Hundreds pack Echo Park, protesting plan to shut area for refurbishment, force homeless to move
The Echo Park Lake area was jammed with hundreds of protesters on Wednesday, March 24, voicing opposition to the city’s plans to close the park for refurbishment and force residents of a homeless encampment to move.
City officials said the people living at the park would be offered places to stay, but it was unclear where those options would be.
More than 150 people marched from Echo Park Lake to City Council Member Mitch O’ Farrell’s office to protest the closure. The marchers, chanting “housing is a human right,” filled Sunset Boulevard in the area. Cars were being directed around the edges of the crowd as it made its way down the boulevard. There were no reports of any disturbances or arrests.
Protesters say they will hold a vigil “to seek citywide cooperation and support in coming days to stop the shutdown of L.A.’s largest self-run homeless haven.”
Marcher Andrea Urmanita, 37, says it’s “critical ” that people in the community show up in support of people living in the park.
“I can empathize with people who are unhoused,” Urmanita said. “I’m a renter, too, and I understand how fragile the line is between being unhoused and being evicted. I am here to support my neighbors’ right to exist as part of the community. I know it could be me, too.”
Los Angeles City Councilman Mitch O’Farrell’s communications director, Tony Arranaga, said the city is closing the park to repair more than $600,000 in damage. A document from the Parks and Recreation Department called the work “park improvements.”

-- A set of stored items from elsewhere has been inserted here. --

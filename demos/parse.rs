//! An example to parse a URI from the CLI argument.

use uri_generic::Uri;

const USAGE: &str = "\
USAGE:
    parse [FLAGS] [--] URI

FLAGS:
    -h, --help      Prints this help
    -n, --normalize Also prints the normalized URI

ARGS:
    <URI>           URI reference
";

fn print_help() {
    eprintln!("{}", USAGE);
}

fn help_and_exit() -> ! {
    print_help();
    std::process::exit(1);
}

fn die(msg: impl std::fmt::Display) -> ! {
    eprintln!("ERROR: {}", msg);
    eprintln!();
    print_help();
    std::process::exit(1);
}

/// CLI options.
#[derive(Default, Debug, Clone)]
struct CliOpt {
    /// URI.
    uri: String,
    /// Whether to print the normalized URI.
    normalize: bool,
}

impl CliOpt {
    fn parse() -> Self {
        let mut args = std::env::args();
        // Skip `argv[0]`.
        args.next();

        let mut uri = None;
        let mut normalize = false;

        for arg in args.by_ref() {
            match arg.as_str() {
                "--normalize" | "-n" => normalize = true,
                "--help" | "-h" => help_and_exit(),
                "--" => break,
                opt if opt.starts_with('-') => die(format_args!("Unknown option: {}", opt)),
                _ => {
                    if uri.replace(arg).is_some() {
                        die("URI can be specified at most once");
                    }
                }
            }
        }

        for arg in args {
            if uri.replace(arg).is_some() {
                die("URI can be specified at most once");
            }
        }

        let uri = uri.unwrap_or_else(|| die("URI should be specified"));
        Self { uri, normalize }
    }
}

fn main() {
    let opt = CliOpt::parse();

    let uri = match Uri::parse(&opt.uri) {
        Ok(v) => v,
        Err(e) => die(format_args!("Failed to parse {:?}: {}", opt.uri, e)),
    };
    println!("Successfully parsed: {:?}", uri);

    if uri.is_relative() {
        println!("URI is relative.");
    } else if let Some(scheme) = uri.scheme() {
        println!("URI is absolute, with scheme {:?}.", scheme.as_str());
    }
    match uri.authority() {
        Some(authority) => {
            println!("userinfo: {:?}", authority.userinfo().map(|v| v.as_str()));
            println!("host:     {:?} ({})", authority.host().as_str(), host_kind(&uri));
            println!("port:     {:?}", authority.port());
        }
        None => println!("URI has no authority."),
    }
    println!("path:     {:?}", uri.path().map(|v| v.as_str()).unwrap_or_default());
    println!("query:    {:?}", uri.query().map(|v| v.as_str()));
    println!("fragment: {:?}", uri.fragment().map(|v| v.as_str()));

    if opt.normalize {
        println!("normalized: {}", uri.normalized());
    }
}

/// Describes the kind of the host.
fn host_kind(uri: &Uri) -> &'static str {
    match uri.host() {
        Some(host) if host.is_loopback() => "loopback",
        Some(host) if host.is_ipv4() => "IPv4 address",
        Some(host) if host.is_ipv6() => "IPv6 address",
        Some(_) => "registered name",
        None => "none",
    }
}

O’Farrell was asked several times this week about the timetable for the closure, but has not responded with specifics.
The Los Angeles Times, however, reported the encampment of homeless at the park will be cleared by Thursday and fences would be installed to keep the park closed for renovations.

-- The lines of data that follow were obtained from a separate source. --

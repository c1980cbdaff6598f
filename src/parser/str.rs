//! Functions for common string operations.
//!
//! All delimiters searched here are ASCII, so splitting a `&str` at the
//! returned positions always lands on a character boundary.

/// Returns the position of the first occurrence of the needle.
#[inline]
#[must_use]
fn find(haystack: &[u8], needle: u8) -> Option<usize> {
    #[cfg(feature = "memchr")]
    {
        memchr::memchr(needle, haystack)
    }
    #[cfg(not(feature = "memchr"))]
    {
        haystack.iter().position(|&b| b == needle)
    }
}

/// Returns the position of the last occurrence of the needle.
#[inline]
#[must_use]
pub(crate) fn rfind(haystack: &[u8], needle: u8) -> Option<usize> {
    #[cfg(feature = "memchr")]
    {
        memchr::memrchr(needle, haystack)
    }
    #[cfg(not(feature = "memchr"))]
    {
        haystack.iter().rposition(|&b| b == needle)
    }
}

/// Returns the position of the first occurrence of either needle.
#[inline]
#[must_use]
fn find2(haystack: &[u8], n1: u8, n2: u8) -> Option<usize> {
    #[cfg(feature = "memchr")]
    {
        memchr::memchr2(n1, n2, haystack)
    }
    #[cfg(not(feature = "memchr"))]
    {
        haystack.iter().position(|&b| b == n1 || b == n2)
    }
}

/// Returns the position of the first occurrence of any of the needles.
#[inline]
#[must_use]
fn find3(haystack: &[u8], n1: u8, n2: u8, n3: u8) -> Option<usize> {
    #[cfg(feature = "memchr")]
    {
        memchr::memchr3(n1, n2, n3, haystack)
    }
    #[cfg(not(feature = "memchr"))]
    {
        haystack.iter().position(|&b| b == n1 || b == n2 || b == n3)
    }
}

/// Splits the string at the first occurrence of the byte.
///
/// The delimiter is kept at the head of the second string.
#[inline]
#[must_use]
pub(crate) fn find_split(s: &str, needle: u8) -> Option<(&str, &str)> {
    find(s.as_bytes(), needle).map(|pos| s.split_at(pos))
}

/// Splits the string at the first occurrence of the byte.
///
/// The delimiter is dropped.
#[inline]
#[must_use]
pub(crate) fn find_split_hole(s: &str, needle: u8) -> Option<(&str, &str)> {
    find(s.as_bytes(), needle).map(|pos| (&s[..pos], &s[(pos + 1)..]))
}

/// Splits the string at the first occurrence of either byte.
///
/// The delimiter is kept at the head of the second string.
#[inline]
#[must_use]
pub(crate) fn find_split2(s: &str, n1: u8, n2: u8) -> Option<(&str, &str)> {
    find2(s.as_bytes(), n1, n2).map(|pos| s.split_at(pos))
}

/// Splits the string at the first occurrence of any of the bytes.
///
/// The delimiter is kept at the head of the second string.
#[inline]
#[must_use]
pub(crate) fn find_split3(s: &str, n1: u8, n2: u8, n3: u8) -> Option<(&str, &str)> {
    find3(s.as_bytes(), n1, n2, n3).map(|pos| s.split_at(pos))
}

/// Splits the string at the first occurrence of any of the bytes, and
/// returns the delimiter.
///
/// The delimiter is dropped from both strings.
#[must_use]
pub(crate) fn find_split4_hole(
    s: &str,
    n1: u8,
    n2: u8,
    n3: u8,
    n4: u8,
) -> Option<(&str, u8, &str)> {
    let pos = match find3(s.as_bytes(), n2, n3, n4) {
        // `n1` can only come before the first of the others.
        Some(pos) => find(&s.as_bytes()[..pos], n1).unwrap_or(pos),
        None => find(s.as_bytes(), n1)?,
    };
    Some((&s[..pos], s.as_bytes()[pos], &s[(pos + 1)..]))
}

/// Splits the string at the last occurrence of the byte.
///
/// The delimiter is dropped.
#[inline]
#[must_use]
pub(crate) fn rfind_split_hole(s: &str, needle: u8) -> Option<(&str, &str)> {
    rfind(s.as_bytes(), needle).map(|pos| (&s[..pos], &s[(pos + 1)..]))
}

/// Decodes two hexadecimal digits at the head of the bytes.
///
/// Returns `None` if the bytes do not start with two hex digits.
#[inline]
#[must_use]
pub(crate) fn take_xdigits2(bytes: &[u8]) -> Option<u8> {
    match bytes {
        [hi, lo, ..] => Some((hex_value(*hi)? << 4) | hex_value(*lo)?),
        _ => None,
    }
}

/// Returns the value of a single hexadecimal digit.
#[inline]
#[must_use]
fn hex_value(b: u8) -> Option<u8> {
    match b {
        b'0'..=b'9' => Some(b - b'0'),
        b'a'..=b'f' => Some(b - b'a' + 10),
        b'A'..=b'F' => Some(b - b'A' + 10),
        _ => None,
    }
}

About four dozen homeless people are still living in the park, although as many as 100 were believed to be residing there earlier this year, with some already relocated by the city through various housing programs.
O’Farrell did not provide details about what type of housing would be provided or when it would happen, but said the city previously housed more than 100 of the park’s residents. According to O’Farrell’s office, the city is working to identify rooms and beds through Project Roomkey, Project Homekey and various local shelters.
Advocates for the homeless carried signs bearing slogans such as “Unhouse and Loved,” “Services Not Sweeps” and “Housing not Sweeps.” One tent was painted with the phrase “We Refuse to be Swept into Dark Corners.”
O’Farrell told reporters during an unrelated news conference Tuesday that the city will follow all U.S. Centers for Disease Control and Prevention guidelines when preparing the park for the renovation work, and efforts are being made to find housing for everyone who has been living there since January.
Several people called into Tuesday’s City Council meeting to speak about the move to close the park.
“I applaud the efforts of (the Los Angeles Homeless Services Authority) to place folks into (Project Roomkey) sites, but as we all know, eligibility for the program is limited,” said Sachin Medhekar, organizing committee member for the SELAH Neighborhood Homeless Coalition. “I’m urging you to not displace the over 100 folks that reside at the lake, especially during this ongoing pandemic and to instead focus on connecting folks with a variety of services and housing options they deserve.”
A woman who identified herself as a resident of the Echo Park neighborhood said she supported the clearing of the park and closure for renovations.
“I personally have not visited the park in over a year because it doesn’t feel sanitary or safe,” she said.